Bulletin Announcements

April 16, 2017

HE IS RISEN!  HE IS RISEN INDEED!

THOUGHTS ON STEWARDSHIP:   John 20:16:  Jesus said to her, “Mary.”  Jesus is not only risen from the dead and the Victor over sin: He even calls us by name.  He still calls us His friends and brothers and means to bring us through death to join Him in His resurrection.  Christ is risen, He is risen indeed!

THE ADULT BIBLE CLASS meets in the basement at 9:15 a.m.  In conjunction with the 500th Anniversary of the Reformation we are studying about that time period with “The Word Endures: Lessons From the Lives of Powerful Politicians”.

OUR SUNDAY SCHOOL meets at 9:15 a.m. in the Choir Room which is located on the 2nd level (the west side).

NEXT SUNDAY is the deadline for items to be submitted for the MAY NEWSLETTER.  Mandy Kluender is our Editor for the church newsletter and any announcements you want to be published in the Newsletter should be submitted to her at mgkluender@hotmail.com or you may call her at (309) 838-9868.

FAMILY MOVIE NIGHT:  The April Good Shepherd Lutheran Friday Night Movie is “WOODLAWN”, the true story.  It will be shown this coming Friday, April 21st at 6:30 p.m.  “Woodlawn” is a powerful faith-based film.  In 1973, a spiritual awakening captured the heart of nearly every player on the Woodlawn High School football team.  Their dedication to love and unity, in a newly desegregated school filled with racism and hate, leads to the largest high school football game ever played in the torn city of Birmingham, Alabama, and the rise of superstar Tony Nathan.  Join us for a great movie and a good meal in the warmth of the church basement.  There is plenty of room and plenty of food.

FELLOWSHIP HOSTS:  The sign-up for help with coffee/doughnuts is posted on the wall by the north stairwell.  We need an individual/family to sign-up each week to pick up the donuts and make the coffee.  If no one is signed up by Friday of each week, the order will be cancelled.  We thank everybody who continues to help with this part of our church fellowship.

“WALK FOR LIFE”:  Pastor and family will be walking once again in the Crisis Pregnancy Center’s, “Walk For Life”.  It will be held this coming Saturday, April 22nd at Christ Church in Normal from 9:00 a.m. to 12:00 p.m.  If you would like to walk or pledge a donation to Pastor, please speak with him.  Thank you.

MARK YOUR CALENDAR:  The International House Dinner and Talk Time is Friday, April 28th at 6:00 p.m.  There is a sign-up sheet on the table in the narthex.

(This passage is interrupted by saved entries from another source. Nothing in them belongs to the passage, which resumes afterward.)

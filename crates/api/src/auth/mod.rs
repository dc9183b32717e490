//! Identity and session engine.
//!
//! - [`password`] -- Peppered Argon2id hashing and verification.
//! - [`identity`] -- Uniqueness-guarded create/update workflow, lookups and login.
//! - [`session`] -- Session issuance, validation, sliding renewal and revocation.

pub mod identity;
pub mod password;
pub mod session;
pub mod sessions;
pub mod user;
pub mod users;

use warden_core::error::CoreError;

use crate::error::AppError;

/// Fallback for a known path hit with an unsupported method.
pub async fn method_not_allowed() -> AppError {
    AppError::Core(CoreError::method_not_allowed())
}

MARK YOUR CALENDAR:  Please get these dates on your calendar: Tuesday, May 23rd, 2-9:00 p.m. and Wednesday, May 24th, 2-9:00 p.m.  This is when we will be doing our Picture Directory through Lifetouch.

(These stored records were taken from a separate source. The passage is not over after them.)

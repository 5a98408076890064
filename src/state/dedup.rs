//! Append-only record of item URLs that were fully handled

use std::collections::HashSet;
use std::fs::{File, OpenOptions};
use std::io::{self, BufRead, BufReader, Write};
use std::path::{Path, PathBuf};

/// Newline-delimited URL store, loaded once and appended on every success
///
/// Each recorded URL is written and flushed before `record` returns, so an
/// interrupted run loses at most the item in flight.
#[derive(Debug)]
pub struct DedupStore {
    path: PathBuf,
    urls: HashSet<String>,
}

impl DedupStore {
    /// Loads the store; a missing file is an empty store
    pub fn load(path: &Path) -> io::Result<Self> {
        let mut urls = HashSet::new();

        match File::open(path) {
            Ok(file) => {
                for line in BufReader::new(file).lines() {
                    let line = line?;
                    let url = line.trim();
                    if !url.is_empty() {
                        urls.insert(url.to_string());
                    }
                }
            }
            Err(e) if e.kind() == io::ErrorKind::NotFound => {}
            Err(e) => return Err(e),
        }

        tracing::debug!("Loaded {} handled URLs from {}", urls.len(), path.display());

        Ok(Self {
            path: path.to_path_buf(),
            urls,
        })
    }

    pub fn path(&self) -> &Path {
        &self.path
    }

    pub fn contains(&self, url: &str) -> bool {
        self.urls.contains(url.trim())
    }

    pub fn len(&self) -> usize {
        self.urls.len()
    }

    pub fn is_empty(&self) -> bool {
        self.urls.is_empty()
    }

    /// Records a handled URL
    ///
    /// Returns `Ok(false)` if the URL was already present; nothing is
    /// written in that case.
    pub fn record(&mut self, url: &str) -> io::Result<bool> {
        let url = url.trim();
        if url.is_empty() || self.urls.contains(url) {
            return Ok(false);
        }

        if let Some(parent) = self.path.parent().filter(|p| !p.as_os_str().is_empty()) {
            std::fs::create_dir_all(parent)?;
        }

        let mut file = OpenOptions::new()
            .create(true)
            .append(true)
            .open(&self.path)?;
        writeln!(file, "{}", url)?;
        file.flush()?;
        file.sync_data()?;

        self.urls.insert(url.to_string());
        tracing::info!("Recorded {} in {}", url, self.path.display());
        Ok(true)
    }
}

#[cfg(test)]
mod tests {
    use super::*;
    use tempfile::TempDir;

    #[test]
    fn test_missing_file_is_empty() {
        let dir = TempDir::new().unwrap();
        let store = DedupStore::load(&dir.path().join(".state")).unwrap();
        assert!(store.is_empty());
    }

    #[test]
    fn test_record_persists_immediately() {
        let dir = TempDir::new().unwrap();
        let path = dir.path().join(".state");

        let mut store = DedupStore::load(&path).unwrap();
        assert!(store.record("https://example.com/v/1").unwrap());
        assert!(store.contains("https://example.com/v/1"));

        let content = std::fs::read_to_string(&path).unwrap();
        assert_eq!(content, "https://example.com/v/1\n");

        let reloaded = DedupStore::load(&path).unwrap();
        assert!(reloaded.contains("https://example.com/v/1"));
    }

    #[test]
    fn test_record_is_unique() {
        let dir = TempDir::new().unwrap();
        let path = dir.path().join(".state");

        let mut store = DedupStore::load(&path).unwrap();
        assert!(store.record("https://example.com/v/1").unwrap());
        assert!(!store.record("https://example.com/v/1").unwrap());
        assert!(store.record("https://example.com/v/2").unwrap());
        assert_eq!(store.len(), 2);

        let lines = std::fs::read_to_string(&path).unwrap();
        assert_eq!(lines.lines().count(), 2);
    }

    #[test]
    fn test_load_skips_blank_lines() {
        let dir = TempDir::new().unwrap();
        let path = dir.path().join(".state");
        std::fs::write(&path, "https://a.com/1\n\n  \nhttps://a.com/2\n").unwrap();

        let store = DedupStore::load(&path).unwrap();
        assert_eq!(store.len(), 2);
    }
}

THE LUTHERAN HOUR:  “A Living Hope For a ‘Dead As Doornails’ World” is the topic for next Sunday.  The sermon text will be from 1 Peter 1:3-9.  No matter how hard the world tries to shake our joy and faith, we have an inheritance in Christ that can never be taken away.  Reverend Dr. Gregory Seltz is the speaker.  Hear this Sunday’s message on the Lutheran Hour on WGN (720) at 6:00 a.m.; WJWR (104.7 FM) and WJWR (90.3 FM) both on Sunday at 3:00 p.m.  Also, if you can receive Lincoln, IL radio station WLLM (1370 AM) the program is broadcast two times on Sunday at 7:00 a.m. and 7:00 p.m.  Tune in!  You can also listen to The Lutheran Hour on your personal computer at RealAudio, www.lhm.org.

PRAYER CHAIN:  If you have a prayer request please submit them by email to Mary Anne Kirchner at makirchner@yahoo.com or you may phone a Prayer Request to Mary Anne; her cell phone# is (309) 532-2582.  The Prayer Request box is on the table in the narthex for any written requests.

Have a Blessed and Joyous Easter!

Bulletin Announcements

April 9, 2017

THOUGHTS ON STEWARDSHIP:  Matthew 21:3:  If anyone says anything to you, you shall say, ‘The Lord needs them,’ and he will send them at once.”  Did Jesus really need the donkey?  If the man had refused to give the donkey would the work of salvation have been derailed?  Of course not.  But what an honor for the man who owned this donkey and foal!  Likewise with us – the Lord needs none of us, but what an honor for God to choose to use our generosity in the work of His Church.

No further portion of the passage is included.